## [Task brief]
Count how many lines in the data hold "model". Only the number.

## [Saved data entries]

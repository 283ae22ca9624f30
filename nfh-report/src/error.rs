/// Error types for report generation
use nfh_utils::error::DateError;
use thiserror::Error;

#[derive(Error, Debug)]
pub enum ReportError {
    /// HTTP request failed
    #[cfg(feature = "api")]
    #[error("HTTP request failed: {0}")]
    HttpRequest(#[from] reqwest::Error),

    /// Language model service answered with a non-success status
    #[error("Service returned {status}: {message}")]
    Service { status: u16, message: String },

    /// The service answered without any generated text
    #[error("Empty response from language model")]
    EmptyResponse,

    /// Failed to parse a service response
    #[error("Failed to parse service response: {0}")]
    ResponseParse(String),

    /// Chart rendering failed
    #[error("Failed to render chart: {0}")]
    Chart(String),

    /// CSV serialization failed
    #[error("CSV error: {0}")]
    Csv(#[from] csv::Error),

    /// Encoded output could not be finalized
    #[error("Failed to encode output: {0}")]
    Encoding(String),

    #[error(transparent)]
    Date(#[from] DateError),
}

/// Type alias for Results using ReportError
pub type Result<T> = std::result::Result<T, ReportError>;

## [Expected answer]
2